Long story short, when I was 16 I struggled with anxiety though I had no idea this was the cause (doctor said I was a drama queen teenager). Few months later and I was roombound agoraphobic. I attempted suicide in 2008 but failed somehow.

After a stay in the priory hospital I found a great hypnotherspist (who unfortunately doesmt practice anymore) and things seemed better. I got out, I got a job, went abroad, it was incredible. The panic and anxiety has slipped back on and off. But recently its depression too.

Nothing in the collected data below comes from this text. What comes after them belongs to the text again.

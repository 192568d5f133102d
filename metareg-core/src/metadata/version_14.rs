// Copyright 2019-2021 Parity Technologies (UK) Ltd.
// This file is part of metareg.
//
// metareg is free software: you can redistribute it and/or modify
// it under the terms of the GNU General Public License as published by
// the Free Software Foundation, either version 3 of the License, or
// (at your option) any later version.
//
// metareg is distributed in the hope that it will be useful,
// but WITHOUT ANY WARRANTY; without even the implied warranty of
// MERCHANTABILITY or FITNESS FOR A PARTICULAR PURPOSE.  See the
// GNU General Public License for more details.
//
// You should have received a copy of the GNU General Public License
// along with metareg.  If not, see <http://www.gnu.org/licenses/>.

use super::{
	event_enum_from_system_events, ConstantMetadata, ExtrinsicMetadata, Metadata, MetadataError, OuterEnums,
	PalletMetadata, PalletStorage, SignedExtensionMetadata, StorageEntryMetadata, StorageEntryModifier,
	StorageEntryType,
};
use crate::lookup::{Lookup, TypeId};
use frame_metadata::v14;
use frame_metadata::v14::RuntimeMetadataV14;
use metareg_common::StorageHasher;
use scale_info::form::PortableForm;

/// Decode V14 metadata into our general Metadata struct
pub fn decode(meta: RuntimeMetadataV14) -> Result<Metadata, MetadataError> {
	let types = Lookup::from_portable(&meta.types)?;
	let pallets: Vec<_> = meta.pallets.into_iter().map(pallet).collect();

	// V14 only names the extrinsic type; the parts we need are its type parameters.
	let extrinsic_ty = TypeId::from(meta.extrinsic.ty.id);
	let param = |name: &str| {
		types.resolve(extrinsic_ty).and_then(|ty| ty.params.iter().find(|p| p.name == name)).and_then(|p| p.ty)
	};
	let extrinsic = ExtrinsicMetadata {
		version: meta.extrinsic.version,
		address_ty: param("Address"),
		call_ty: param("Call"),
		signature_ty: param("Signature"),
		extra_ty: param("Extra"),
		signed_extensions: meta.extrinsic.signed_extensions.into_iter().map(signed_extension).collect(),
	};
	let outer_enums =
		OuterEnums { call: extrinsic.call_ty, event: event_enum_from_system_events(&types, &pallets), error: None };

	Metadata::from_parts(14, types, pallets, extrinsic, Vec::new(), outer_enums)
}

fn pallet(pallet: v14::PalletMetadata<PortableForm>) -> PalletMetadata {
	PalletMetadata {
		name: pallet.name,
		index: pallet.index,
		event_index: pallet.index,
		storage: pallet.storage.map(|s| PalletStorage {
			prefix: s.prefix,
			entries: s.entries.into_iter().map(storage_entry).collect(),
		}),
		calls: pallet.calls.map(|c| c.ty.id.into()),
		event: pallet.event.map(|e| e.ty.id.into()),
		error: pallet.error.map(|e| e.ty.id.into()),
		constants: pallet.constants.into_iter().map(constant).collect(),
		docs: Vec::new(),
	}
}

fn storage_entry(entry: v14::StorageEntryMetadata<PortableForm>) -> StorageEntryMetadata {
	let ty = match entry.ty {
		v14::StorageEntryType::Plain(ty) => StorageEntryType::Plain(ty.id.into()),
		v14::StorageEntryType::Map { hashers, key, value } => StorageEntryType::Map {
			hashers: hashers.iter().map(hasher).collect(),
			key: key.id.into(),
			value: value.id.into(),
		},
	};
	let modifier = match entry.modifier {
		v14::StorageEntryModifier::Optional => StorageEntryModifier::Optional,
		v14::StorageEntryModifier::Default => StorageEntryModifier::Default,
	};
	StorageEntryMetadata { name: entry.name, modifier, ty, default: entry.default, docs: entry.docs }
}

pub(super) fn hasher(hasher: &v14::StorageHasher) -> StorageHasher {
	match hasher {
		v14::StorageHasher::Blake2_128 => StorageHasher::Blake2_128,
		v14::StorageHasher::Blake2_256 => StorageHasher::Blake2_256,
		v14::StorageHasher::Blake2_128Concat => StorageHasher::Blake2_128Concat,
		v14::StorageHasher::Twox128 => StorageHasher::Twox128,
		v14::StorageHasher::Twox256 => StorageHasher::Twox256,
		v14::StorageHasher::Twox64Concat => StorageHasher::Twox64Concat,
		v14::StorageHasher::Identity => StorageHasher::Identity,
	}
}

fn constant(constant: v14::PalletConstantMetadata<PortableForm>) -> ConstantMetadata {
	ConstantMetadata { name: constant.name, ty: constant.ty.id.into(), value: constant.value, docs: constant.docs }
}

fn signed_extension(ext: v14::SignedExtensionMetadata<PortableForm>) -> SignedExtensionMetadata {
	SignedExtensionMetadata {
		identifier: ext.identifier,
		ty: ext.ty.id.into(),
		additional_signed: ext.additional_signed.id.into(),
	}
}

I can't remember why I didn't commit suicide, I can't imagine having a life. I hate living to be honest. It's a chore. Thing is I know I've lived much worse, and people are suffering so much and im so selfish but I can't help it. My dad screamed at me today, argument with boyfriend too. I need someone to see how much in struggling not just shout because I'm scatter brained right now. I can't talk to anyone I know. I can't bare this and I can't imagine it going away. Im mostly better from anxiety now so why do I hate life??

I've also suffered from agoraphobia for years, at one point being unable to leave the house without incredible fear and dissociation.

Perhaps you hate life because anxiety was not the sole reason you were discontent in the first place? Knowing what it feels like to deal with this, I realized I still issues outside of the crippling anxiety (who knew!)